▶ **TASK PROMPT**: Go over the entries below line by line, copying each one that contains the word "DashboardAssets".

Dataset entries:
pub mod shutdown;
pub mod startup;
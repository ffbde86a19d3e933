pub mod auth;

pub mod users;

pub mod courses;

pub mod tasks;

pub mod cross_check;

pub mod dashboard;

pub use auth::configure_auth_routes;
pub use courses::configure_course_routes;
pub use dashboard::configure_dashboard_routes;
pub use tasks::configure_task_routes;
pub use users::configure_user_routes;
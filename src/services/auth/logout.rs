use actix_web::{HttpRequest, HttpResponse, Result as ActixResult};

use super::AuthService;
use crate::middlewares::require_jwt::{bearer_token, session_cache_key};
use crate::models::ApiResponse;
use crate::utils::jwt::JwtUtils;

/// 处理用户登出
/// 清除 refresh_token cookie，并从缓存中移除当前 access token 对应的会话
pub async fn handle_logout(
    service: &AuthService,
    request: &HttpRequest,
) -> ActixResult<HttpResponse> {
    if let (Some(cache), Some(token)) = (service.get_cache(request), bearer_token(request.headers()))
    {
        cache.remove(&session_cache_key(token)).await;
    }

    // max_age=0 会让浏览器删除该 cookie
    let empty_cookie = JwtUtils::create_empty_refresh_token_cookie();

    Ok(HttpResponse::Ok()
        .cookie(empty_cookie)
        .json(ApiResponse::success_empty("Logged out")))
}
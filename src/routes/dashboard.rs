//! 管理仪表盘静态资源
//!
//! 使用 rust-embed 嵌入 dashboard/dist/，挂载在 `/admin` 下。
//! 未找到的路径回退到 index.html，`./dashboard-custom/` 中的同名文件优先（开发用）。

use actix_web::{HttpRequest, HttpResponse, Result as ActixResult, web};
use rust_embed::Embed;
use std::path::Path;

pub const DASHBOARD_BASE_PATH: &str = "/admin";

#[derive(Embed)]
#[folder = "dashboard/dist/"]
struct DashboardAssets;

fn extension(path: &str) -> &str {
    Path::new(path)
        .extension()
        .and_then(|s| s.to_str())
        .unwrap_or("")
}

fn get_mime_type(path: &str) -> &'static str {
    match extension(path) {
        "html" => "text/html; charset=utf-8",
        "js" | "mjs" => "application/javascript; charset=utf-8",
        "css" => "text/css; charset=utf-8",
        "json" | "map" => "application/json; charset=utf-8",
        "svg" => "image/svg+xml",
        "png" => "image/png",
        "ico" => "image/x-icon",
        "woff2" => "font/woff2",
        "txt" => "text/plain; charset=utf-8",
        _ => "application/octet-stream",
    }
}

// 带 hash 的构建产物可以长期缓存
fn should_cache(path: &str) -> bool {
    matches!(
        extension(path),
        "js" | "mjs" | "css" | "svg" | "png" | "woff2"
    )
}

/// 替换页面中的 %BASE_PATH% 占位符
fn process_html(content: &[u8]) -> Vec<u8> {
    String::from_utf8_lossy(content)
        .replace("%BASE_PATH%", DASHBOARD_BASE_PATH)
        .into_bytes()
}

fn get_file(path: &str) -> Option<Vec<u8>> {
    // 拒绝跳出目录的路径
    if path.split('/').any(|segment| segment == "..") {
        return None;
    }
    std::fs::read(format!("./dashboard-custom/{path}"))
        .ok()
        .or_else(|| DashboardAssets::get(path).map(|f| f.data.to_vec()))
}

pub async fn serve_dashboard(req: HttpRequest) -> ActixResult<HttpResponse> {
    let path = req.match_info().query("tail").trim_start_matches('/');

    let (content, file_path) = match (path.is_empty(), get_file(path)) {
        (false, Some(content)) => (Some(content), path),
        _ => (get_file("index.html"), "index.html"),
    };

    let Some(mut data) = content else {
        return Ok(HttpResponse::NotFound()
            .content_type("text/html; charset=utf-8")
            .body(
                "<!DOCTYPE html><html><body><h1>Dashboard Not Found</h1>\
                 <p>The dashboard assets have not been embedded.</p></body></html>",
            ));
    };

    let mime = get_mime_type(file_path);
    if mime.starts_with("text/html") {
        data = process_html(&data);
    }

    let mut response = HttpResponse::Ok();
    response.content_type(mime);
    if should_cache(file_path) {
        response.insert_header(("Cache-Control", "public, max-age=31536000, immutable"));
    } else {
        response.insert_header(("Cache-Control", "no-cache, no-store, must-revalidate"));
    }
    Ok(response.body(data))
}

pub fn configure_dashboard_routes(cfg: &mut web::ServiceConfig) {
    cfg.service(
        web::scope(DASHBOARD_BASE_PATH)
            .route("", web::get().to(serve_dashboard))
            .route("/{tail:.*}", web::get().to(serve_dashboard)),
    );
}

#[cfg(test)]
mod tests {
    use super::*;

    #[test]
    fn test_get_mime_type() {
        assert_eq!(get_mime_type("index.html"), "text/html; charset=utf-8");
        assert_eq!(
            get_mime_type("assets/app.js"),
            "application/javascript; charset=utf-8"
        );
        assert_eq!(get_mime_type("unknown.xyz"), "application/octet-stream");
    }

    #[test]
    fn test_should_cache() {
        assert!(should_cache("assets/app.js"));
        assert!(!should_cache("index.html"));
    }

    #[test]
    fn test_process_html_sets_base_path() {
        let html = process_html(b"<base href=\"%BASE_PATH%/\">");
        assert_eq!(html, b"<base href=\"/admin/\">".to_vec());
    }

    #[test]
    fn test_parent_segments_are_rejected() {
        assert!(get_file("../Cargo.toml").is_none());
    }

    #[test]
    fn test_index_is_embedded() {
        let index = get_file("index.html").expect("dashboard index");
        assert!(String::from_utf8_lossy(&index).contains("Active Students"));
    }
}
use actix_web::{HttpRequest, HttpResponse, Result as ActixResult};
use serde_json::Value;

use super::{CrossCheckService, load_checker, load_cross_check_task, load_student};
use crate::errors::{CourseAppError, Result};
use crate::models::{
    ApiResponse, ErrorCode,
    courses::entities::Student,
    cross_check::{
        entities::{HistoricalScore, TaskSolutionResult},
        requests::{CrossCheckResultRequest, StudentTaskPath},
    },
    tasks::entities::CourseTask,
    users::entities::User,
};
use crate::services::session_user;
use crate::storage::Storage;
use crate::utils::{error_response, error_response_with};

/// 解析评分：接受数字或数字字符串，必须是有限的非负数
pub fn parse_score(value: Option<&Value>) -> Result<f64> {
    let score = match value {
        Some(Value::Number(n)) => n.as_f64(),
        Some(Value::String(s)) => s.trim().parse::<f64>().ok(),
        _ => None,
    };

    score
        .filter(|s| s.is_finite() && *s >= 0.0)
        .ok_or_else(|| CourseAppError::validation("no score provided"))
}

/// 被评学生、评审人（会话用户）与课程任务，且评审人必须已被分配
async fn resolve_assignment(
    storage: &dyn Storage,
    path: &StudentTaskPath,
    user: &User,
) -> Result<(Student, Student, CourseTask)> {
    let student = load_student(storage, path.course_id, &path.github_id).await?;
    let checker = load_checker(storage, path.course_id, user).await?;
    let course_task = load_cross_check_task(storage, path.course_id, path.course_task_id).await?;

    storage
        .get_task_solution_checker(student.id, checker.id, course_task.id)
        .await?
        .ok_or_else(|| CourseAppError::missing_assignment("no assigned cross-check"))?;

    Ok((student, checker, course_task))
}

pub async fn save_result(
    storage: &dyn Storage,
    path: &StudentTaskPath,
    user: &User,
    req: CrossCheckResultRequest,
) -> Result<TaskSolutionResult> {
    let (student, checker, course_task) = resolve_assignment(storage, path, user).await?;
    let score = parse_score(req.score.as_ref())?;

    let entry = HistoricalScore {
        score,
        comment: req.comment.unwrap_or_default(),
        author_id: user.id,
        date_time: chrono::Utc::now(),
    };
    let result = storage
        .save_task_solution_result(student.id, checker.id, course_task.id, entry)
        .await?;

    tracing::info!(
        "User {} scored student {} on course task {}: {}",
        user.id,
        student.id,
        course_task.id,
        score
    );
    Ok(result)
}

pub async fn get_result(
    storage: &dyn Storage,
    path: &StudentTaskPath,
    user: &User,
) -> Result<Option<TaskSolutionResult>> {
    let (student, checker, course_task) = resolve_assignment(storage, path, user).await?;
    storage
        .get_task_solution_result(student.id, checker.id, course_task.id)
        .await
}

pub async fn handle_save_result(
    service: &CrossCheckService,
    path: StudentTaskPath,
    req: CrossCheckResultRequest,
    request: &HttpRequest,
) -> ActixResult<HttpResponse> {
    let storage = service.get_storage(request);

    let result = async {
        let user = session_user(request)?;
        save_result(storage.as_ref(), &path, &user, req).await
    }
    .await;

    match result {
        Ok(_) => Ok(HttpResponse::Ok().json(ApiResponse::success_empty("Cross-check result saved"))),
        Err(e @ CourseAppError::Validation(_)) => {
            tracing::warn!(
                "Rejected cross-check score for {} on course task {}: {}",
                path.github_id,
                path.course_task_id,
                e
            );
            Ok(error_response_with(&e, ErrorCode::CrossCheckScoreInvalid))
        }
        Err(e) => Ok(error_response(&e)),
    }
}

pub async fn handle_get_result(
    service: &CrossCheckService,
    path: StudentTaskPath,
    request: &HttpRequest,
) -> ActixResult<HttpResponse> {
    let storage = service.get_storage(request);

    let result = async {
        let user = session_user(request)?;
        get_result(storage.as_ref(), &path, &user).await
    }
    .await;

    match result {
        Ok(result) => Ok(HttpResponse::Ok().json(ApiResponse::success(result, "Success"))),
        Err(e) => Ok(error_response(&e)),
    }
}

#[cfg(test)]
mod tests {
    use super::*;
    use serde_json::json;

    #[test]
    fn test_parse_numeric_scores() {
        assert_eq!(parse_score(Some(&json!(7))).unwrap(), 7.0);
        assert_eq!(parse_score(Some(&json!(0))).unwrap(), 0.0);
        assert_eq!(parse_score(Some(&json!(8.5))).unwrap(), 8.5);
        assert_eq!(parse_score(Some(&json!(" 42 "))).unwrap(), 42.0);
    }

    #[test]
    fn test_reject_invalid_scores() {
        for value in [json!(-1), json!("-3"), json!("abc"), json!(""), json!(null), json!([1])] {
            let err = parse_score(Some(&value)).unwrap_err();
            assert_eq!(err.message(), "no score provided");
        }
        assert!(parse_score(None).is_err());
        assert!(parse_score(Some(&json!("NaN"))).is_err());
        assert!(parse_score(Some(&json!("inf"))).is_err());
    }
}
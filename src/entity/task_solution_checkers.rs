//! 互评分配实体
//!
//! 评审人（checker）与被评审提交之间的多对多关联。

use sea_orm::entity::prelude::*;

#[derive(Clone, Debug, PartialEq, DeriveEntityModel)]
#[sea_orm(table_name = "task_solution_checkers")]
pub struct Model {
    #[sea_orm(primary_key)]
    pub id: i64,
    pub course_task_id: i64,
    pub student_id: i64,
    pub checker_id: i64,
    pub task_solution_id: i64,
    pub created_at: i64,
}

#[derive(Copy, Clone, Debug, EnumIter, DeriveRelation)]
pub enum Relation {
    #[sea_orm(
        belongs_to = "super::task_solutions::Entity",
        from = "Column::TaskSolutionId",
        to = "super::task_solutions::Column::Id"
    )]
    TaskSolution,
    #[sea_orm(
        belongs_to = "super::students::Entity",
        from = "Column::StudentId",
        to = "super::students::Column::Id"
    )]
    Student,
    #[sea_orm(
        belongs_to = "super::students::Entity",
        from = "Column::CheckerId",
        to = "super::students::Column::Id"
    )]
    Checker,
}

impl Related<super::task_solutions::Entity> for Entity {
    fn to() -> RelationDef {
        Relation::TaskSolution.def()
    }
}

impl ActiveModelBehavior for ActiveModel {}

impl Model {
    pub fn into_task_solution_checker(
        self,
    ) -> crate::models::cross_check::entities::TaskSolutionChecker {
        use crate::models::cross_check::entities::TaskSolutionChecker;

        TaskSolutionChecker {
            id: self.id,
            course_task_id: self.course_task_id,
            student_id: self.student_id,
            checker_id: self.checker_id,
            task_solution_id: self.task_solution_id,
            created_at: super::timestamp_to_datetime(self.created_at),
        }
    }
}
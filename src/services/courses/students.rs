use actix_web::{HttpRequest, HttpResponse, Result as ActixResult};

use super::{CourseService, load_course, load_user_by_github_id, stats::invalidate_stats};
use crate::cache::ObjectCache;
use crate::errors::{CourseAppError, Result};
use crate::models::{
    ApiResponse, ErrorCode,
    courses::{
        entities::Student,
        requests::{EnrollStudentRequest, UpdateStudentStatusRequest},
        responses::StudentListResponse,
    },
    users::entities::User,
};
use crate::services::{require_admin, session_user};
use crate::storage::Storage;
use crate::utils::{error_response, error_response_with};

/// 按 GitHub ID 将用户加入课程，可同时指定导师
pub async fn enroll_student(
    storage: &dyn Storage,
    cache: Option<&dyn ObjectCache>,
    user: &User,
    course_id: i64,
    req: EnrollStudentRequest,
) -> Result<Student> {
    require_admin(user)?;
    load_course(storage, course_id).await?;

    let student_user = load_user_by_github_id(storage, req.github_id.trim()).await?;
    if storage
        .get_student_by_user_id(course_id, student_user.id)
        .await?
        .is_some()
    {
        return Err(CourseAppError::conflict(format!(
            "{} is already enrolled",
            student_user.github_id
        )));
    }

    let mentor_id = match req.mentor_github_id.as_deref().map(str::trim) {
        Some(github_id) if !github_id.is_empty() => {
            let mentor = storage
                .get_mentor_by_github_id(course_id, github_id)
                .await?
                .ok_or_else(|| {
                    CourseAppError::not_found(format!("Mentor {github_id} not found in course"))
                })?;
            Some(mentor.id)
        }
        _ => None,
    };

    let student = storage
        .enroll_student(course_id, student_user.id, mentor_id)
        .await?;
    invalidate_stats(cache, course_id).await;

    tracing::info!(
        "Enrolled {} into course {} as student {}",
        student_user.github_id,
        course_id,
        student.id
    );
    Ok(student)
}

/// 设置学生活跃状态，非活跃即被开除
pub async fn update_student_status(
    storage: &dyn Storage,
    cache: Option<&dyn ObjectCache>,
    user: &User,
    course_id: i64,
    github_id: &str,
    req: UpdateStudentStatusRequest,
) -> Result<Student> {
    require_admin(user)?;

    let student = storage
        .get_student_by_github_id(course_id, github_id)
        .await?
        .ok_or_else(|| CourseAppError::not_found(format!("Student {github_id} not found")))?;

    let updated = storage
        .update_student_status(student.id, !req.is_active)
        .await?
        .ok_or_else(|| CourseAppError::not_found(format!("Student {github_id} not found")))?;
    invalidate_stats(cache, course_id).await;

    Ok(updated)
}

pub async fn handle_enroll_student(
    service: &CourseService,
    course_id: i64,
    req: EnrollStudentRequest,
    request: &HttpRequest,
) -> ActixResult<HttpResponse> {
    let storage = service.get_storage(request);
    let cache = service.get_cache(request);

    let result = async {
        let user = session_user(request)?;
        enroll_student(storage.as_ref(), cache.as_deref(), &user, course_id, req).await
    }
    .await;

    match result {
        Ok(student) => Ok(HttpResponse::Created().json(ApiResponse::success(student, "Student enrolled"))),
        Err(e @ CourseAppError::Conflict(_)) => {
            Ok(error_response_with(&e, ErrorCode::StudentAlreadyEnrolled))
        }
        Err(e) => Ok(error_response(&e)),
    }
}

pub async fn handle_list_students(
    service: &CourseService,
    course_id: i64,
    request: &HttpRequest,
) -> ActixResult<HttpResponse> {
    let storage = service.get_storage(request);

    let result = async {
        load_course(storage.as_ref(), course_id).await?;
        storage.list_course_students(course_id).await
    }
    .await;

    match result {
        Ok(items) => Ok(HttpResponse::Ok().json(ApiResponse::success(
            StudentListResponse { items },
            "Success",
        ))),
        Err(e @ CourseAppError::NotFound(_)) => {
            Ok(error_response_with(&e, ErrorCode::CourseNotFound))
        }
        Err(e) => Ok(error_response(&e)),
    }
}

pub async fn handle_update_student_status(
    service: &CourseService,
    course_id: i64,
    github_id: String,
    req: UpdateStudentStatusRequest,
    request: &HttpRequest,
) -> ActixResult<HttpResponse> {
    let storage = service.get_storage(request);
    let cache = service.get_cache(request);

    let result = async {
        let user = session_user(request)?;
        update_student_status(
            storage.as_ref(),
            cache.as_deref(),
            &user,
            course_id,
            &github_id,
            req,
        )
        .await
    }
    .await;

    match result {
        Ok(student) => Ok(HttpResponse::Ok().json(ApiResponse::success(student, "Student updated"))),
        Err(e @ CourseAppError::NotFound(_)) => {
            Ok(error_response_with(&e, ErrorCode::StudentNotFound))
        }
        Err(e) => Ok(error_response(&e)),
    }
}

▶ **EXERCISE RESPONSE**:
struct DashboardAssets;
        .or_else(|| DashboardAssets::get(path).map(|f| f.data.to_vec()))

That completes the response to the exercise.